WHAT NEEDS TO BE DONE
Your answer should be every line from the records that contains "collect".

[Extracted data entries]

- - - - - - -

//! Experiment configuration
//!
//! An experiment is one policy run over many independent trials. It can be
//! loaded from JSON, where every field is optional:
//!
//! ```json
//! {
//!   "name": "posted-price",
//!   "num_students": 200,
//!   "mechanism": { "num_sessions": 14, "max_allocation": 10.0, "session_budget": 120.0 },
//!   "trials": 10,
//!   "seed": 7,
//!   "endowment": 50.0,
//!   "currency_rule": { "rule": "surplus_at_least", "margin": 15.0 },
//!   "policy": { "policy": "posted_price", "prices": [0, 1, 2, 3, 4, 5, 6, 7, 8, 9, 10, 11, 12, 13] }
//! }
//! ```
//!
//! or built from one of the [`Scenario`] presets.

use std::fmt;
use std::path::Path;
use std::str::FromStr;

use kairos_core::CurrencyRule;
use kairos_engine::MechanismConfig;
use kairos_mechanisms::PolicyConfig;
use kairos_sampling::DemandModel;
use serde::{Deserialize, Serialize};
use thiserror::Error;

/// Errors raised while loading or checking an experiment configuration
#[derive(Debug, Error)]
pub enum ConfigError {
    #[error("failed to read config file '{path}': {error}")]
    Io { path: String, error: String },

    #[error("failed to parse config: {0}")]
    Parse(String),

    #[error("unknown scenario '{0}' (expected one of: current, posted-price, fast-pass, pay-per-minute, optimal)")]
    UnknownScenario(String),

    #[error("invalid experiment config: {0}")]
    Invalid(String),
}

/// Built-in experiments
#[derive(Debug, Clone, Copy, PartialEq, Eq, Hash)]
pub enum Scenario {
    /// First come, first served; no currency
    Current,
    /// Price rises by one each session, 50 currency, pays when utility beats price by 15
    PostedPrice,
    /// Flat price of 1, 2 currency, pays when utility reaches 20
    FastPass,
    /// Rate `(10 + i) / 7.8` per minute, 50 currency, pays when density beats the rate
    PayPerMinute,
    /// Greedy density benchmark
    Optimal,
}

impl Scenario {
    pub const ALL: [Scenario; 5] = [
        Scenario::Current,
        Scenario::PostedPrice,
        Scenario::FastPass,
        Scenario::PayPerMinute,
        Scenario::Optimal,
    ];

    /// Name accepted by `--scenario`
    pub fn name(&self) -> &'static str {
        match self {
            Scenario::Current => "current",
            Scenario::PostedPrice => "posted-price",
            Scenario::FastPass => "fast-pass",
            Scenario::PayPerMinute => "pay-per-minute",
            Scenario::Optimal => "optimal",
        }
    }

    /// Full experiment configuration for this preset
    pub fn config(&self) -> ExperimentConfig {
        let mechanism = MechanismConfig::default();
        let num_sessions = mechanism.num_sessions;

        let (endowment, currency_rule, policy) = match self {
            Scenario::Current => (0.0, CurrencyRule::Always, PolicyConfig::Current),
            Scenario::PostedPrice => (
                50.0,
                CurrencyRule::SurplusAtLeast { margin: 15.0 },
                PolicyConfig::rising_prices(num_sessions),
            ),
            Scenario::FastPass => (
                2.0,
                CurrencyRule::UtilityAtLeast { threshold: 20.0 },
                PolicyConfig::flat_price(1.0, num_sessions),
            ),
            Scenario::PayPerMinute => (
                50.0,
                CurrencyRule::ExceedsPrice,
                PolicyConfig::rising_rates(num_sessions, 10.0, 7.8),
            ),
            Scenario::Optimal => (0.0, CurrencyRule::Always, PolicyConfig::OptimalGreedy),
        };

        ExperimentConfig {
            name: self.name().to_string(),
            mechanism,
            endowment,
            currency_rule,
            policy,
            ..Default::default()
        }
    }
}

impl fmt::Display for Scenario {
    fn fmt(&self, f: &mut fmt::Formatter<'_>) -> fmt::Result {
        f.write_str(self.name())
    }
}

impl FromStr for Scenario {
    type Err = ConfigError;

    fn from_str(s: &str) -> Result<Self, Self::Err> {
        let normalized = s.trim().to_ascii_lowercase().replace('_', "-");
        Scenario::ALL
            .into_iter()
            .find(|scenario| scenario.name() == normalized)
            .ok_or_else(|| ConfigError::UnknownScenario(s.to_string()))
    }
}

/// Root configuration for an experiment
#[derive(Debug, Clone, PartialEq, Serialize, Deserialize)]
pub struct ExperimentConfig {
    /// Label used in reports
    #[serde(default = "default_name")]
    pub name: String,

    /// Students generated per trial
    #[serde(default = "default_num_students")]
    pub num_students: usize,

    /// Sessions, per-student cap and per-session budget
    #[serde(default)]
    pub mechanism: MechanismConfig,

    /// Independent trials to run
    #[serde(default = "default_trials")]
    pub trials: usize,

    /// Base seed; drawn from entropy when absent
    #[serde(default)]
    pub seed: Option<u64>,

    /// Currency every student starts with
    #[serde(default)]
    pub endowment: f64,

    /// Willingness-to-pay test shared by the whole population
    #[serde(default)]
    pub currency_rule: CurrencyRule,

    /// Demand distributions
    #[serde(default)]
    pub demand: DemandModel,

    /// Allocation policy under test
    #[serde(default)]
    pub policy: PolicyConfig,
}

fn default_name() -> String {
    "custom".to_string()
}

fn default_num_students() -> usize {
    200
}

fn default_trials() -> usize {
    10
}

impl Default for ExperimentConfig {
    fn default() -> Self {
        Self {
            name: default_name(),
            num_students: default_num_students(),
            mechanism: MechanismConfig::default(),
            trials: default_trials(),
            seed: None,
            endowment: 0.0,
            currency_rule: CurrencyRule::default(),
            demand: DemandModel::default(),
            policy: PolicyConfig::default(),
        }
    }
}

impl ExperimentConfig {
    /// Load configuration from a JSON file
    pub fn from_file(path: impl AsRef<Path>) -> Result<Self, ConfigError> {
        let content = std::fs::read_to_string(path.as_ref()).map_err(|e| ConfigError::Io {
            path: path.as_ref().display().to_string(),
            error: e.to_string(),
        })?;

        Self::from_json(&content)
    }

    /// Parse configuration from a JSON string
    pub fn from_json(json: &str) -> Result<Self, ConfigError> {
        serde_json::from_str(json).map_err(|e| ConfigError::Parse(e.to_string()))
    }

    /// Serialize back to pretty JSON
    pub fn to_json(&self) -> Result<String, ConfigError> {
        serde_json::to_string_pretty(self).map_err(|e| ConfigError::Parse(e.to_string()))
    }

    /// Check the fields the engine does not validate itself
    pub fn validate(&self) -> Result<(), ConfigError> {
        if self.trials == 0 {
            return Err(ConfigError::Invalid("trials must be at least 1".to_string()));
        }
        if !(self.endowment.is_finite() && self.endowment >= 0.0) {
            return Err(ConfigError::Invalid(format!(
                "endowment must be finite and non-negative, got {}",
                self.endowment
            )));
        }
        Ok(())
    }
}
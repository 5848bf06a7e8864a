use serde::{Deserialize, Serialize};

/// Serializable choice of allocation policy
#[derive(Debug, Clone, Default, PartialEq, Serialize, Deserialize)]
#[serde(tag = "policy", rename_all = "snake_case")]
pub enum PolicyConfig {
    /// No price, serve in order, reshuffle between sessions
    #[default]
    Current,
    /// One posted price per session
    PostedPrice { prices: Vec<f64> },
    /// One per-minute rate per session
    PayPerMinute { rates: Vec<f64> },
    /// Serve by descending utility density, ignoring currency
    OptimalGreedy,
}

impl PolicyConfig {
    /// Same price in every session
    pub fn flat_price(price: f64, num_sessions: usize) -> Self {
        Self::PostedPrice {
            prices: vec![price; num_sessions],
        }
    }

    /// Prices `0, 1, 2, ...`, rising by one each session
    pub fn rising_prices(num_sessions: usize) -> Self {
        Self::PostedPrice {
            prices: (0..num_sessions).map(|i| i as f64).collect(),
        }
    }

    /// Rates `(base + i) / divisor` for session `i`
    pub fn rising_rates(num_sessions: usize, base: f64, divisor: f64) -> Self {
        Self::PayPerMinute {
            rates: (0..num_sessions)
                .map(|i| (base + i as f64) / divisor)
                .collect(),
        }
    }

    /// Short name used on the command line and in reports
    pub fn label(&self) -> &'static str {
        match self {
            PolicyConfig::Current => "current",
            PolicyConfig::PostedPrice { .. } => "posted_price",
            PolicyConfig::PayPerMinute { .. } => "pay_per_minute",
            PolicyConfig::OptimalGreedy => "optimal_greedy",
        }
    }
}
//! Shared allocation bookkeeping
//!
//! The rationing pass hands leftover time, for free, to students who were
//! not admitted (or, for the greedy benchmark, to everyone in density order).

use kairos_core::{SessionLedger, Student};
use kairos_ports::{MechanismError, MechanismResult};

/// A student waiting for leftover time
#[derive(Debug, Clone, Copy, PartialEq)]
pub(crate) struct Deferred {
    /// Index into the roster
    pub slot: usize,
    /// Time quoted when the student was first processed
    pub quoted: f64,
}

/// Reject NaN and infinite utilities coming out of a malformed curve
pub(crate) fn finite(value: f64, student: &Student, session: usize) -> MechanismResult<f64> {
    if value.is_finite() {
        Ok(value)
    } else {
        Err(MechanismError::NonFiniteUtility {
            student: student.id,
            session,
            value,
        })
    }
}

/// Serve queued students for free while budget remains, shut out the rest
///
/// A student is served `min(quoted, remaining)` minutes and earns
/// `value_at(student, served)`, so the budget never goes below zero.
/// The last student served may get less than their quote: the budget is a
/// hard cap even for leftover time.
pub(crate) fn ration<F>(
    ledger: &mut SessionLedger,
    students: &mut [Student],
    queue: &[Deferred],
    value_at: F,
) -> MechanismResult<()>
where
    F: Fn(&Student, f64) -> f64,
{
    for entry in queue {
        let student = &mut students[entry.slot];

        if ledger.is_exhausted() {
            ledger.shut_out(student);
            continue;
        }

        let time = entry.quoted.min(ledger.remaining());
        let utility = finite(value_at(student, time), student, ledger.session())?;
        ledger.grant(student, time, utility);
    }
    Ok(())
}
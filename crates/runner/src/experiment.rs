//! Repeated trials of one experiment
//!
//! Each trial builds a fresh [`Mechanism`], generates a fresh population and
//! runs the whole period. Trials share nothing: both random streams of a trial
//! are derived from `base_seed + trial`, so any single trial can be replayed
//! on its own.

use kairos_core::Outcome;
use kairos_engine::Mechanism;
use kairos_sampling::SeededDemandSampler;
use log::{debug, info};
use rand::prelude::*;

use crate::config::ExperimentConfig;
use crate::error::{ExperimentError, ExperimentResult};
use crate::report::{ExperimentReport, UtilitySummary};

/// Seeds for the two random streams of one trial
#[derive(Debug, Clone, Copy, PartialEq, Eq)]
pub struct TrialSeeds {
    /// Demand generation
    pub sampler: u64,
    /// Processing-order reshuffles
    pub shuffle: u64,
}

/// Result of one trial
#[derive(Debug, Clone, PartialEq)]
pub struct TrialOutcome {
    pub trial: usize,
    pub seeds: TrialSeeds,
    /// Sum of every student's cumulative utility
    pub total_utility: f64,
    /// Currency spent by all students
    pub total_payment: f64,
    /// Student-sessions turned away with nothing
    pub shut_outs: usize,
    /// Cumulative utility per student, in roster order
    pub final_utilities: Vec<f64>,
}

/// A validated experiment ready to run
#[derive(Debug, Clone)]
pub struct Experiment {
    config: ExperimentConfig,
    base_seed: u64,
}

impl Experiment {
    pub fn new(config: ExperimentConfig) -> ExperimentResult<Self> {
        config.validate()?;
        let base_seed = config
            .seed
            .unwrap_or_else(|| StdRng::from_entropy().r#gen());

        Ok(Self { config, base_seed })
    }

    /// Seed the trials are derived from
    pub fn base_seed(&self) -> u64 {
        self.base_seed
    }

    /// Seeds used by trial `trial`
    pub fn trial_seeds(&self, trial: usize) -> TrialSeeds {
        let mut seeder = StdRng::seed_from_u64(self.base_seed.wrapping_add(trial as u64));
        TrialSeeds {
            sampler: seeder.r#gen(),
            shuffle: seeder.r#gen(),
        }
    }

    /// Run a single trial
    pub fn run_trial(&self, trial: usize) -> ExperimentResult<TrialOutcome> {
        let config = &self.config;
        let seeds = self.trial_seeds(trial);
        let in_trial = |source| ExperimentError::Mechanism { trial, source };

        let mut sampler = SeededDemandSampler::new(&config.demand, seeds.sampler)?;
        let mut mechanism = Mechanism::from_policy_config(
            config.mechanism.clone(),
            &config.policy,
            Some(seeds.shuffle),
        )
        .map_err(in_trial)?;

        mechanism.generate_students(
            config.num_students,
            config.endowment,
            &mut sampler,
            config.currency_rule,
        );
        mechanism.run_all_sessions().map_err(in_trial)?;

        let reports = mechanism.reports();
        let outcome = TrialOutcome {
            trial,
            seeds,
            total_utility: mechanism.total_utility(),
            total_payment: reports.iter().map(|r| r.total_payment()).sum(),
            shut_outs: reports.iter().map(|r| r.count(Outcome::ShutOut)).sum(),
            final_utilities: mechanism.final_utilities(),
        };

        debug!(
            "trial {} ({}): utility={:.2} paid={:.2} shut_outs={}",
            trial,
            mechanism.policy_name(),
            outcome.total_utility,
            outcome.total_payment,
            outcome.shut_outs
        );
        Ok(outcome)
    }

    /// Run every trial and summarize
    pub fn run(&self) -> ExperimentResult<ExperimentReport> {
        let config = &self.config;
        info!(
            "Running '{}': {} trials, {} students, {} sessions, seed {}",
            config.name,
            config.trials,
            config.num_students,
            config.mechanism.num_sessions,
            self.base_seed
        );

        let outcomes = (0..config.trials)
            .map(|trial| self.run_trial(trial))
            .collect::<ExperimentResult<Vec<_>>>()?;

        let utilities: Vec<f64> = outcomes.iter().map(|o| o.total_utility).collect();
        let payments: Vec<f64> = outcomes.iter().map(|o| o.total_payment).collect();
        let summary = UtilitySummary::from_values(&utilities);

        info!(
            "'{}' done: mean={:.2} median={:.2}",
            config.name, summary.mean, summary.median
        );

        Ok(ExperimentReport {
            scenario: config.name.clone(),
            policy: policy_name(config),
            trials: config.trials,
            num_students: config.num_students,
            num_sessions: config.mechanism.num_sessions,
            seed: self.base_seed,
            utilities,
            payments,
            summary,
        })
    }
}

fn policy_name(config: &ExperimentConfig) -> String {
    kairos_mechanisms::create_policy(&config.policy)
        .name()
        .to_string()
}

- - - - - - -

EXERCISE RESULT
            prices: (0..num_sessions).map(|i| i as f64).collect(),
                .collect(),
            .collect::<ExperimentResult<Vec<_>>>()?;
        let utilities: Vec<f64> = outcomes.iter().map(|o| o.total_utility).collect();
        let payments: Vec<f64> = outcomes.iter().map(|o| o.total_payment).collect();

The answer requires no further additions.